Missing required attribution or metadata on mandatory nodes is non-conformant.
## 8. Mandatory Declaration Families
The v1 AST must represent, at minimum, declaration families for:
- imports,
- top-level `fn`,
- `struct`,
- `contract`,
- `service`,
- `error`,
- `enum`,
- `callback`,
- `declare global`,
- `declare const`,
- and declaration nodes required by barrel/linking flow.
Declaration identity must be preserved at AST boundary; implementations must not prematurely merge/collapse declarations (including overload sets).
Lifecycle-observable declarations must preserve marker metadata explicitly:
- top-level `fn` marked with `[Init]`,
- top-level `fn` marked with `[Frame]`,
- and host method signatures marked with `[InitAllowed]`.
## 9. Mandatory Statement and Expression Families
The v1 AST must represent statement/expression families for the supported core syntax slice, including at minimum:
- statements: `block`, `let`, `return`, expression statement;
- expressions: `identifier`, literals, `unary`, `binary`, `call`, `group`.
Additional supported forms required by `3` are also in scope for explicit node representation.
## 10. Precedence, Associativity, and Rejection
Precedence and associativity outcomes are normative through AST shape.
Rules:
1. accepted forms must preserve parse outcome explicitly in AST shape;
2. non-associative or forbidden chained forms are deterministic reject with stable diagnostics;
3. unsupported forms outside the active source slice are deterministic reject;
4. unsupported/invalid forms must not be masked by permissive synthetic nodes that imply accepted semantics.
## 11. Recovery and Diagnostics Integration
Parser recovery may continue after syntax errors for diagnostic collection, but recovered AST must remain:
- structurally coherent,
- attribution-consistent,
- and non-permissive (must not fabricate valid semantics that hide required rejection).
AST-facing diagnostics must follow `12` identity and attribution rules.
For conformance, required diagnostic identity is keyed by stable machine fields, not rendered sentence text.
## 12. Conformance and Gate U Evidence
AST conformance evidence is provided through Gate U fixtures as defined in `docs/specs/compiler/13. Conformance Test Specification.md`.

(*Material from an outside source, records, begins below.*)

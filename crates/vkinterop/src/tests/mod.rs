/* BEGIN LICENSE
  SupaSim, a GPGPU and simulation toolkit.
  Copyright (C) 2025 Magnus Larsson
  SPDX-License-Identifier: MIT OR Apache-2.0
END LICENSE */
#[cfg(unix)]
mod host_scenarios;
#[cfg(unix)]
mod host_sycl;
mod gpu_scenarios;

use hal::InteropError;

/// `unwrap_err` for results whose value isn't `Debug`
pub fn expect_err<T>(result: Result<T, InteropError>) -> InteropError {
    match result {
        Ok(_) => panic!("expected an error"),
        Err(e) => e,
    }
}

At minimum, Gate U must include:
1. representative valid AST fixtures for mandatory declaration/statement/expression families;
2. malformed/recovery fixtures with deterministic rejection assertions;
3. attribution assertions (`file/start/end`) on required nodes;
4. precedence/associativity shape assertions for representative expressions;
5. mandatory negative families:
- unexpected token in declaration context,
- missing required closer (`)`, `}`, or `;`) as applicable,
- forbidden non-associative chains,
- unsupported forms outside the active syntax slice.
## 13. Non-Goals
- Freezing one parser implementation architecture.
- Replacing static semantics/linking decisions with AST-only rules.
- Defining backend/runtime/bytecode/verifier behavior.
## 14. Exit Criteria
This document is healthy when:
1. mandatory AST families and metadata are explicit,
2. recovery/rejection invariants are explicit and test-backed,
3. attribution invariants are explicit and test-backed,
4. lowering preconditions consumed by `13` are unambiguous.